[[ Data for this exercise, beginning ]]
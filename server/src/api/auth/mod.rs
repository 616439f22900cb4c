//! Authentication module

mod context;
mod extractors;
pub mod jwt;
mod manager;
pub mod middleware;

pub use context::AuthContext;
pub use extractors::{Auth, AuthRejection};
pub use jwt::{JwtError, TokenClaims, TokenType};
pub use manager::{AuthManager, TokenPair};
pub use middleware::{AuthError, AuthState, require_auth};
[[ Data for this exercise, end ]]
Work instruction: Write out the records above again, keeping each one identical to the original.

Response area:
filename server/src/api/auth/mod.rs
repository 616439f22900cb4c
//! Authentication module

mod context;
mod extractors;
pub mod jwt;
mod manager;
pub mod middleware;

pub use context::AuthContext;
pub use extractors::{Auth, AuthRejection};
pub use jwt::{JwtError, TokenClaims, TokenType};
pub use manager::{AuthManager, TokenPair};
pub use middleware::{AuthError, AuthState, require_auth};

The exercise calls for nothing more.